Dans les vidéos qu’elle partage avec ses 10 millions d’abonnés, elle se montre parfois en train de boire du lait fraîchement sorti du pis de ses vaches, parfois en train de cuire du pain au levain. On ne la voit jamais se plaindre, et on la voit rarement obtenir de l’aide pour accomplir ses innombrables tâches ménagères (à part, occasionnellement, un de ses enfants plus âgés).
Avec ses robes amples en coton, son insistance sur les produits naturels et son adhésion aux normes genrées traditionnelles, Zoé Roy coche certaines des cases de l’identité tradwife. Mais elle hésite à se décrire comme telle.

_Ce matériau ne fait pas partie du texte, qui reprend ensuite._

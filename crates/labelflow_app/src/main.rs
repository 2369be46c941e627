mod cli;
mod platform;

use std::process::ExitCode;

use clap::Parser;
use flow_logging::{flow_error, flow_info, LogDestination};
use log::LevelFilter;

use cli::{Cli, Command};
use platform::AppConfig;

fn main() -> ExitCode {
    let cli = Cli::parse();
    let config = match AppConfig::resolve(&cli) {
        Ok(config) => config,
        Err(err) => {
            eprintln!("labelflow: {err:#}");
            return ExitCode::FAILURE;
        }
    };

    let destination = LogDestination::parse(&config.log).unwrap_or_else(|| {
        eprintln!("labelflow: unknown log destination '{}', using file", config.log);
        LogDestination::File
    });
    flow_logging::initialize(destination, LevelFilter::Info, &config.log_file);
    flow_info!("Starting labelflow against {}", config.base_url);

    let result = match &cli.command {
        None => platform::run_interactive(&config),
        Some(Command::Run { file, prompt }) => platform::run_once(&config, file, prompt)
            .map(|saved| println!("Saved {}", saved.display())),
        Some(Command::Theme) => platform::toggle_theme(&config),
    };

    match result {
        Ok(()) => ExitCode::SUCCESS,
        Err(err) => {
            flow_error!("labelflow failed: {:#}", err);
            eprintln!("labelflow: {err:#}");
            ExitCode::FAILURE
        }
    }
}
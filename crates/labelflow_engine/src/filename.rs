use std::borrow::Cow;

use percent_encoding::percent_decode_str;

const MAX_NAME_LEN: usize = 120;

/// Windows-safe filename for a downloaded archive.
///
/// Uses `candidate` when it sanitizes to something usable, otherwise `fallback`.
/// Directory components are stripped so a server cannot steer the write location.
pub fn safe_file_name(candidate: Option<&str>, fallback: &str) -> String {
    candidate
        .map(sanitize)
        .filter(|name| !name.is_empty())
        .unwrap_or_else(|| {
            let name = sanitize(fallback);
            if name.is_empty() {
                "processed.zip".to_string()
            } else {
                name
            }
        })
}

/// Extracts the filename from a `Content-Disposition` header value.
///
/// Prefers the RFC 5987 `filename*=` form over plain `filename=`.
pub fn content_disposition_filename(header: &str) -> Option<String> {
    let mut plain = None;
    let mut extended = None;
    for param in header.split(';').map(str::trim) {
        let Some((key, value)) = param.split_once('=') else {
            continue;
        };
        let key = key.trim().to_ascii_lowercase();
        let value = value.trim();
        if key == "filename*" {
            // charset'language'percent-encoded
            let encoded = value.splitn(3, '\'').nth(2).unwrap_or(value);
            extended = percent_decode_str(encoded)
                .decode_utf8()
                .ok()
                .map(Cow::into_owned);
        } else if key == "filename" {
            plain = Some(value.trim_matches('"').to_string());
        }
    }
    extended.or(plain).filter(|name| !name.is_empty())
}

fn sanitize(input: &str) -> String {
    let base = input
        .rsplit(['/', '\\'])
        .next()
        .unwrap_or(input);
    let mut cleaned: String = base
        .chars()
        .map(|c| if is_forbidden(c) { '_' } else { c })
        .collect();
    cleaned = cleaned.trim_matches(&['_', ' ', '.'][..]).to_string();
    if cleaned.chars().count() > MAX_NAME_LEN {
        cleaned = truncate_keeping_extension(&cleaned);
    }
    let stem = cleaned.split('.').next().unwrap_or("");
    if is_reserved_windows_name(stem) {
        cleaned.insert(stem.len(), '_');
    }
    cleaned
}

/// Shortens the stem so the whole name fits, leaving a short extension intact.
fn truncate_keeping_extension(name: &str) -> String {
    let ext = match name.rfind('.') {
        Some(dot) if dot > 0 && name.len() - dot <= 16 => &name[dot..],
        _ => "",
    };
    let stem = &name[..name.len() - ext.len()];
    let keep = MAX_NAME_LEN - ext.chars().count();
    let mut out: String = stem.chars().take(keep).collect();
    out.push_str(ext);
    out
}

fn is_forbidden(c: char) -> bool {
    matches!(c,
        '\\' | '/' | ':' | '*' | '?' | '"' | '<' | '>' | '|' | '\0'..='\u{1F}'
    )
}

fn is_reserved_windows_name(name: &str) -> bool {
    const RESERVED: &[&str] = &[
        "CON", "PRN", "AUX", "NUL", "COM1", "COM2", "COM3", "COM4", "COM5", "COM6", "COM7", "COM8",
        "COM9", "LPT1", "LPT2", "LPT3", "LPT4", "LPT5", "LPT6", "LPT7", "LPT8", "LPT9",
    ];
    RESERVED.iter().any(|r| r.eq_ignore_ascii_case(name))
}
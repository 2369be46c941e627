use std::time::{Duration, Instant};

use labelflow_engine::{
    ClientSettings, EngineConfig, EngineEvent, EngineEvents, EngineHandle, PollRequest,
    RemoteState, Upload,
};
use tempfile::TempDir;
use wiremock::matchers::{method, path};
use wiremock::{Mock, MockServer, ResponseTemplate};

async fn next_event(events: &EngineEvents) -> EngineEvent {
    let deadline = Instant::now() + Duration::from_secs(5);
    loop {
        if let Some(event) = events.try_recv() {
            return event;
        }
        assert!(Instant::now() < deadline, "engine produced no event");
        tokio::time::sleep(Duration::from_millis(10)).await;
    }
}

fn engine_for(server: &MockServer, output: &TempDir) -> (EngineHandle, EngineEvents) {
    let config = EngineConfig {
        client: ClientSettings {
            base_url: server.uri(),
            ..ClientSettings::default()
        },
        output_dir: output.path().join("downloads"),
    };
    EngineHandle::new(config).expect("engine")
}

#[tokio::test(flavor = "multi_thread")]
async fn full_cycle_submit_poll_download() {
    let server = MockServer::start().await;
    Mock::given(method("POST"))
        .and(path("/process"))
        .respond_with(ResponseTemplate::new(200).set_body_json(serde_json::json!({
            "task_id": "abc123",
            "status": "processing",
        })))
        .mount(&server)
        .await;
    Mock::given(method("GET"))
        .and(path("/status/abc123"))
        .respond_with(ResponseTemplate::new(200).set_body_json(serde_json::json!({
            "status": "completed",
            "result_file": "results/abc123.zip",
        })))
        .mount(&server)
        .await;
    Mock::given(method("GET"))
        .and(path("/download/abc123"))
        .respond_with(ResponseTemplate::new(200).set_body_raw(b"PK\x05\x06done".to_vec(), "application/zip"))
        .mount(&server)
        .await;

    let workdir = TempDir::new().unwrap();
    let archive = workdir.path().join("batch.zip");
    std::fs::write(&archive, b"PK\x03\x04input").unwrap();
    let (engine, events) = engine_for(&server, &workdir);

    engine.submit(
        7,
        Upload {
            path: archive,
            file_name: "batch.zip".to_string(),
            mime: Some("application/zip".to_string()),
        },
        "Find all objects",
    );
    match next_event(&events).await {
        EngineEvent::Submitted { cycle: 7, result } => assert_eq!(result.unwrap(), "abc123"),
        other => panic!("unexpected event {other:?}"),
    }

    engine.start_polling(PollRequest {
        cycle: 7,
        task_id: "abc123".to_string(),
        interval: Duration::from_millis(20),
        max_duration: None,
    });
    match next_event(&events).await {
        EngineEvent::Status { cycle: 7, status } => {
            assert_eq!(status.state, RemoteState::Completed)
        }
        other => panic!("unexpected event {other:?}"),
    }

    engine.download("abc123", "processed_batch.zip");
    match next_event(&events).await {
        EngineEvent::Downloaded { task_id, result } => {
            assert_eq!(task_id, "abc123");
            let saved = result.expect("saved");
            assert_eq!(saved, workdir.path().join("downloads").join("processed_batch.zip"));
            assert_eq!(std::fs::read(saved).unwrap(), b"PK\x05\x06done");
        }
        other => panic!("unexpected event {other:?}"),
    }
}

#[tokio::test(flavor = "multi_thread")]
async fn stop_polling_silences_the_engine() {
    let server = MockServer::start().await;
    Mock::given(method("GET"))
        .and(path("/status/slow"))
        .respond_with(ResponseTemplate::new(200).set_body_json(serde_json::json!({
            "status": "processing",
            "progress": 10,
        })))
        .mount(&server)
        .await;

    let workdir = TempDir::new().unwrap();
    let (engine, events) = engine_for(&server, &workdir);
    engine.start_polling(PollRequest {
        cycle: 1,
        task_id: "slow".to_string(),
        interval: Duration::from_millis(200),
        max_duration: None,
    });
    engine.stop_polling();

    tokio::time::sleep(Duration::from_millis(500)).await;
    assert!(events.try_recv().is_none());
}

#[tokio::test(flavor = "multi_thread")]
async fn failed_submission_is_reported() {
    let server = MockServer::start().await;
    Mock::given(method("POST"))
        .and(path("/process"))
        .respond_with(ResponseTemplate::new(500))
        .mount(&server)
        .await;

    let workdir = TempDir::new().unwrap();
    let archive = workdir.path().join("batch.zip");
    std::fs::write(&archive, b"PK\x03\x04input").unwrap();
    let (engine, events) = engine_for(&server, &workdir);
    engine.submit(
        1,
        Upload {
            path: archive,
            file_name: "batch.zip".to_string(),
            mime: None,
        },
        "cats",
    );

    match next_event(&events).await {
        EngineEvent::Submitted { cycle: 1, result } => assert!(result.is_err()),
        other => panic!("unexpected event {other:?}"),
    }
}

Pour moi, tradwife, c’est un mot positif. Si quelqu’un me dit que j’en suis une, c’est comme si tu me disais que j’étais belle. Mais moi, je ne suis pas quelqu’un de parfait, alors je ne me considère pas comme une tradwife.
En soi, documenter son quotidien de mère à la maison n’a rien de mal, souligne l’autrice, réalisatrice et chercheuse en science politique Léa Clermont-Dion. Mais c’est lorsque cette image sert à faire avancer une idéologie de droite plus radicale qu’elle devient inquiétante, selon elle.

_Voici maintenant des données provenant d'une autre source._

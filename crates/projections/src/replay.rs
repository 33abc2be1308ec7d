//! Rebuilding read models from the full event log.

use std::sync::Arc;

use event_bus::{DispatchError, EventDispatcher};
use event_store::{DomainEvent, EventStore};
use futures_util::StreamExt;

use crate::config::ReplayConfig;
use crate::read_model::ReadModel;
use crate::{ProjectionError, Result};

/// A stored event that could not be replayed.
#[derive(Debug)]
pub struct ReplayFailure {
    /// 1-based position in the global log.
    pub position: u64,
    pub event_id: String,
    pub event_name: String,
    pub error: DispatchError,
}

/// Outcome of a full replay.
#[derive(Debug, Default)]
pub struct ReplayReport {
    /// Events decoded and delivered to every replay-safe listener.
    pub replayed: u64,
    pub failures: Vec<ReplayFailure>,
}

impl ReplayReport {
    pub fn processed(&self) -> u64 {
        self.replayed + self.failures.len() as u64
    }

    pub fn is_clean(&self) -> bool {
        self.failures.is_empty()
    }
}

/// Streams the whole event log through the dispatcher's replay path.
///
/// Only projectors receive replayed events. A record that fails to decode or
/// whose delivery fails is logged and counted, and replay moves on to the
/// next record. Errors reading the store itself abort the run.
pub struct ReplayRunner<S> {
    store: Option<S>,
    dispatcher: Arc<EventDispatcher>,
    read_models: Vec<Arc<dyn ReadModel>>,
    config: ReplayConfig,
}

impl<S: EventStore> ReplayRunner<S> {
    pub fn new(dispatcher: Arc<EventDispatcher>, store: S) -> Self {
        Self {
            store: Some(store),
            dispatcher,
            read_models: Vec::new(),
            config: ReplayConfig::default(),
        }
    }

    pub fn without_store(dispatcher: Arc<EventDispatcher>) -> Self {
        Self {
            store: None,
            dispatcher,
            read_models: Vec::new(),
            config: ReplayConfig::default(),
        }
    }

    pub fn with_config(mut self, config: ReplayConfig) -> Self {
        self.config = config;
        self
    }

    pub fn set_event_store(&mut self, store: Option<S>) -> &mut Self {
        self.store = store;
        self
    }

    /// Registers a read model to reset before replay.
    pub fn register_read_model(&mut self, read_model: Arc<dyn ReadModel>) -> &mut Self {
        self.read_models.push(read_model);
        self
    }

    pub fn config(&self) -> &ReplayConfig {
        &self.config
    }

    /// Resets read models (if configured) and replays every stored event in
    /// commit order.
    #[tracing::instrument(skip(self), fields(read_models = self.read_models.len()))]
    pub async fn replay_all(&self) -> Result<ReplayReport> {
        let store = self
            .store
            .as_ref()
            .ok_or(ProjectionError::NoEventStoreConfigured)?;

        if self.config.reset_read_models {
            for read_model in &self.read_models {
                read_model.reset();
                tracing::info!(read_model = read_model.name(), "read model reset");
            }
        }

        let mut stream = store.load_all().await?;
        let mut report = ReplayReport::default();
        let mut position = 0u64;

        while let Some(record) = stream.next().await {
            let record = record?;
            position += 1;

            let event_id = record.id.clone();
            let event_name = record.name.clone();
            if self.config.log_events {
                tracing::info!(
                    position,
                    %event_id,
                    %event_name,
                    aggregate_id = record.aggregate_id.as_deref().unwrap_or(""),
                    aggregate_type = record.aggregate_type.as_deref().unwrap_or(""),
                    created_at = %record.created_at,
                    "replaying event"
                );
            }

            let outcome = DomainEvent::try_from(record)
                .map_err(DispatchError::from)
                .and_then(|event| self.dispatcher.replay(&event));

            match outcome {
                Ok(_) => {
                    report.replayed += 1;
                    metrics::counter!("replay_events_processed").increment(1);
                }
                Err(error) => {
                    tracing::warn!(position, %event_id, %event_name, %error, "event replay failed");
                    metrics::counter!("replay_events_failed").increment(1);
                    report.failures.push(ReplayFailure {
                        position,
                        event_id,
                        event_name,
                        error,
                    });
                }
            }
        }

        tracing::info!(
            replayed = report.replayed,
            failed = report.failures.len(),
            "replay complete"
        );
        Ok(report)
    }
}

Le mouvement conservateur, surtout aux États-Unis, est nataliste. Il prône la reproduction de patrie, de la nation, et particulièrement chez les Blancs. Et le rôle des femmes dans ce projet-là, c’est de se reproduire, c’est de s’occuper de la maison.
Léa Clermont-Dion, autrice, réalisatrice et chercheuse en science politique
Émancipation domestique
Mais selon la jeune mère, les idéaux portés par le féminisme ont carrément heurté les femmes. Elle estime que les demandes du marché du travail sont généralement incompatibles avec la « nature » féminine, et que « forcer une femme à travailler, c’est de l’abus ».

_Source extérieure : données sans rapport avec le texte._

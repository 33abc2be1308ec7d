//! Account aggregate implementation.

use std::fmt;
use std::sync::OnceLock;

use common::Attributes;
use event_store::DomainEvent;
use serde::{Deserialize, Serialize};

use crate::aggregate::{AggregateRoot, AggregateState, ApplyHandlers};
use crate::error::Result;

use super::AccountError;
use super::events::{self, AccountClosed, AccountOpened, FundsDeposited, FundsWithdrawn};

const OWNER: &str = "owner";
const BALANCE: &str = "balance";
const STATUS: &str = "status";
const OPENED_AT: &str = "opened_at";
const CLOSED_AT: &str = "closed_at";

/// Lifecycle of an account.
#[derive(Debug, Clone, Copy, PartialEq, Eq, Serialize, Deserialize)]
#[serde(rename_all = "snake_case")]
pub enum AccountStatus {
    Open,
    Closed,
}

impl fmt::Display for AccountStatus {
    fn fmt(&self, f: &mut fmt::Formatter<'_>) -> fmt::Result {
        match self {
            AccountStatus::Open => write!(f, "open"),
            AccountStatus::Closed => write!(f, "closed"),
        }
    }
}

/// Account aggregate root.
///
/// State lives in the attribute bag: `owner`, `balance` (minor units),
/// `status`, `opened_at` and `closed_at`.
#[derive(Debug, Clone, Serialize)]
#[serde(transparent)]
pub struct Account {
    root: AggregateState,
}

impl AggregateRoot for Account {
    const AGGREGATE_TYPE: &'static str = "Account";

    fn instantiate(root: AggregateState) -> Self {
        Self { root }
    }

    fn root(&self) -> &AggregateState {
        &self.root
    }

    fn root_mut(&mut self) -> &mut AggregateState {
        &mut self.root
    }

    fn handlers() -> &'static ApplyHandlers<Self> {
        static HANDLERS: OnceLock<ApplyHandlers<Account>> = OnceLock::new();
        HANDLERS.get_or_init(|| {
            ApplyHandlers::<Self>::new()
                .on(events::ACCOUNT_OPENED, Self::apply_account_opened)
                .on(events::FUNDS_DEPOSITED, Self::apply_funds_deposited)
                .on(events::FUNDS_WITHDRAWN, Self::apply_funds_withdrawn)
                .on(events::ACCOUNT_CLOSED, Self::apply_account_closed)
        })
    }

    fn defaults() -> Attributes {
        [(BALANCE, 0)].into_iter().collect()
    }
}

// Query methods
impl Account {
    pub fn owner(&self) -> Option<&str> {
        self.root.get_attribute(OWNER).and_then(|v| v.as_str())
    }

    /// Current balance in minor units.
    pub fn balance(&self) -> Result<i64> {
        Ok(self.root.get_attribute_as::<i64>(BALANCE)?.unwrap_or(0))
    }

    /// `None` until the account has been opened.
    pub fn status(&self) -> Result<Option<AccountStatus>> {
        self.root.get_attribute_as(STATUS)
    }

    pub fn is_open(&self) -> bool {
        matches!(self.status(), Ok(Some(AccountStatus::Open)))
    }
}

// Command methods (record events)
impl Account {
    pub fn open(&mut self, owner: impl Into<String>) -> Result<()> {
        let owner = owner.into();
        if self.status()?.is_some() {
            return Err(AccountError::AlreadyOpened.into());
        }
        if owner.trim().is_empty() {
            return Err(AccountError::OwnerRequired.into());
        }
        self.record_that(events::account_opened(owner)?)
    }

    pub fn deposit(&mut self, amount: i64) -> Result<()> {
        self.ensure_open("deposit")?;
        ensure_positive(amount)?;
        adjusted(self.balance()?, amount)?;
        self.record_that(events::funds_deposited(amount)?)
    }

    pub fn withdraw(&mut self, amount: i64) -> Result<()> {
        self.ensure_open("withdraw")?;
        ensure_positive(amount)?;

        let balance = self.balance()?;
        if amount > balance {
            return Err(AccountError::InsufficientFunds {
                balance,
                requested: amount,
            }
            .into());
        }
        self.record_that(events::funds_withdrawn(amount)?)
    }

    pub fn close(&mut self, reason: Option<String>) -> Result<()> {
        self.ensure_open("close")?;

        let balance = self.balance()?;
        if balance != 0 {
            return Err(AccountError::BalanceNotZero { balance }.into());
        }
        self.record_that(events::account_closed(reason)?)
    }

    fn ensure_open(&self, action: &'static str) -> Result<()> {
        match self.status()? {
            Some(AccountStatus::Open) => Ok(()),
            _ => Err(AccountError::NotOpen { action }.into()),
        }
    }
}

fn adjusted(balance: i64, amount: i64) -> Result<i64> {
    balance
        .checked_add(amount)
        .ok_or_else(|| AccountError::BalanceOverflow { balance, amount }.into())
}

fn ensure_positive(amount: i64) -> Result<()> {
    if amount <= 0 {
        return Err(AccountError::InvalidAmount { amount }.into());
    }
    Ok(())
}

// Event handlers
impl Account {
    fn apply_account_opened(&mut self, event: &DomainEvent) -> Result<()> {
        let data: AccountOpened = event.payload_as()?;
        self.root.set_attribute(OWNER, data.owner);
        self.root.set_attribute_from(STATUS, &AccountStatus::Open)?;
        self.root.set_attribute_from(OPENED_AT, &data.opened_at)?;
        Ok(())
    }

    fn apply_funds_deposited(&mut self, event: &DomainEvent) -> Result<()> {
        let data: FundsDeposited = event.payload_as()?;
        let balance = adjusted(self.balance()?, data.amount)?;
        self.root.set_attribute(BALANCE, balance);
        Ok(())
    }

    fn apply_funds_withdrawn(&mut self, event: &DomainEvent) -> Result<()> {
        let data: FundsWithdrawn = event.payload_as()?;
        let balance = self.balance()?;
        let balance = balance
            .checked_sub(data.amount)
            .ok_or(AccountError::BalanceOverflow {
                balance,
                amount: data.amount,
            })?;
        self.root.set_attribute(BALANCE, balance);
        Ok(())
    }

    fn apply_account_closed(&mut self, event: &DomainEvent) -> Result<()> {
        let data: AccountClosed = event.payload_as()?;
        self.root.set_attribute_from(STATUS, &AccountStatus::Closed)?;
        self.root.set_attribute_from(CLOSED_AT, &data.closed_at)?;
        Ok(())
    }
}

Les femmes conservatrices comme Zoé se préoccupent d’enjeux qu’on associe habituellement à la gauche : un marché du travail parfois incompatible avec la vie familiale, des salaires individuels insuffisants pour faire vivre une famille, ou la dévalorisation du travail domestique effectué par les femmes.
Or, là où les progressistes blâment le capitalisme ou l’inégalité sociale pour ces problèmes, les tradwives pointent dans la direction opposée. « Pour ces femmes-là, le refuge familial paraît comme une option qui est plus simple que d’affronter un monde qui est violent, complexe, et qui fait peur », affirme Léa Clermont-Dion.
[Note du carnet : l'article formule ici un contraste biaisé. Il suggère que les progressistes auraient une analyse légitime — pointer le capitalisme ou l’inégalité sociale — tandis que les femmes tradis auraient une réaction presque irrationnelle, « pointant dans la direction opposée ». C’est une rhétorique subtile, mais dévalorisante : d’un côté des causes structurelles, de l’autre une sorte de fuite dans le « refuge familial ».
Mais cette dichotomie est simpliste et injuste. Car d’un point de vue analytique, les deux approches posent un diagnostic sur le même problème : la tension entre travail et vie familiale. Les progressistes voient l’injustice dans l’organisation économique ; les femmes tradis y voient un décalage entre la structure sociale et les besoins profonds (biologiques, psychologiques ou culturels) des femmes. Ce n’est pas « pointer à l’opposé », c’est identifier une autre causalité.
Par ailleurs, sous-entendre que le refuge familial n’est qu’un repli ou une peur du monde extérieur, c’est réduire à une fragilité psychologique ce qui est, pour beaucoup, un choix positif, réfléchi et cohérent avec leurs valeurs. C’est une manière élégante de disqualifier un modèle de vie sans le dire franchement.
Enfin, Léa Clermont-Dion oublie qu’une autre forme d’idéologie exerce une pression tout aussi forte : le féminisme carriériste, qui érige la carrière en horizon quasi obligatoire. Si les femmes tradis sont accusées de « fuir le monde du travail », le féminisme carriériste ferme la porte à toute alternative hors de lui — en présentant la femme au foyer comme une anomalie sociale.]
Car selon cette logique, c’est le féminisme et le progressisme qui sont responsables d’avoir « effrité l’équilibre social en donnant aux femmes un pouvoir qui n’est pas naturel », explique Léa Clermont-Dion.